Tuesday, August 22, 2023

During the Battle of Okinawa in the Pacific War, an American scout soldier who was in the valley of the Oroku Peninsula and was killed or wounded lies beside an American soldier who invaded the Oroku Peninsula, where the Japanese naval air station was located, on June 4, 1945.

     During the Battle of Okinawa in the Pacific War, U.S. forces landed from Oroku Beach southwest of Naha, Okinawa, on June 4, 1945, and invaded the Oroku Peninsula, where the Japanese Naval Air Station was located.

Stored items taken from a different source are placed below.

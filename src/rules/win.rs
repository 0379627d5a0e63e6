//! Win condition checking
//!
//! A game is won by five or more stones in a row running through the
//! most recently placed cell. A full board with no winner is a draw.

use crate::board::{Board, Pos, Stone, DIRECTIONS};

/// Fast five-in-a-row check through a specific position.
///
/// Only checks the 4 directions from the given position, stepping at
/// most 4 cells each way. No allocation.
#[inline]
pub fn has_five_from(board: &Board, pos: Pos, stone: Stone) -> bool {
    if stone == Stone::Empty {
        return false;
    }
    for &(dr, dc) in &DIRECTIONS {
        let mut count = 1;
        for i in 1..5 {
            let r = pos.row as i32 + dr * i;
            let c = pos.col as i32 + dc * i;
            if !board.in_bounds(r, c) || board.get(Pos::new(r as u8, c as u8)) != stone {
                break;
            }
            count += 1;
        }
        for i in 1..5 {
            let r = pos.row as i32 - dr * i;
            let c = pos.col as i32 - dc * i;
            if !board.in_bounds(r, c) || board.get(Pos::new(r as u8, c as u8)) != stone {
                break;
            }
            count += 1;
        }
        if count >= 5 {
            return true;
        }
    }
    false
}

/// Find the winning line through the last placed cell.
///
/// Extends outward from `last` in each direction, collecting the run of
/// same-colored stones in line order. Returns the first five positions
/// of the run (an overline yields its five cells nearest the negative
/// end), or `None` if no direction reaches five.
pub fn find_winning_line(board: &Board, last: Pos) -> Option<[Pos; 5]> {
    let stone = board.get(last);
    if stone == Stone::Empty {
        return None;
    }

    for &(dr, dc) in &DIRECTIONS {
        let mut line = vec![last];

        // Extend in negative direction first
        for i in 1..5 {
            let r = last.row as i32 - dr * i;
            let c = last.col as i32 - dc * i;
            if !board.in_bounds(r, c) {
                break;
            }
            let prev = Pos::new(r as u8, c as u8);
            if board.get(prev) == stone {
                line.insert(0, prev);
            } else {
                break;
            }
        }

        // Extend in positive direction
        for i in 1..5 {
            let r = last.row as i32 + dr * i;
            let c = last.col as i32 + dc * i;
            if !board.in_bounds(r, c) {
                break;
            }
            let next = Pos::new(r as u8, c as u8);
            if board.get(next) == stone {
                line.push(next);
            } else {
                break;
            }
        }

        if line.len() >= 5 {
            let mut five = [line[0]; 5];
            five.copy_from_slice(&line[..5]);
            return Some(five);
        }
    }
    None
}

Beside the U.S. scouts lay a U.S. soldier who had been killed or wounded in the valley of the Oroku Peninsula, and as of June 4, the Japanese naval forces were struggling to attack and defend almost half of the Oroku Peninsula.

 Japanese naval forces returned to their old positions at Oroku Naval Air Station from Maepyeong in the south on the night of May 28, 1945. American forces landed on Oroku Beach from an amphibious assault on June 4, increasing the speed of the invasion. They advanced to the Oroku Naval Air Station position defended by the Japanese naval forces. The IJN's fighting force was small and poorly equipped. The IJN took separate action from the Army garrison and confined itself to the Oroku area to fight the invasion, and by the retreat on May 26, it had destroyed its remaining heavy weapons and had only about 4,000 men. By June 5, the Japanese naval forces were surrounded by American troops and were unable to retreat. On June 6, Rear Admiral Minoru Ota sent a telegram to all parts of the country, saying, "The people of Okinawa are fighting this war, and I hope that the people of Okinawa will be granted special favor in future generations.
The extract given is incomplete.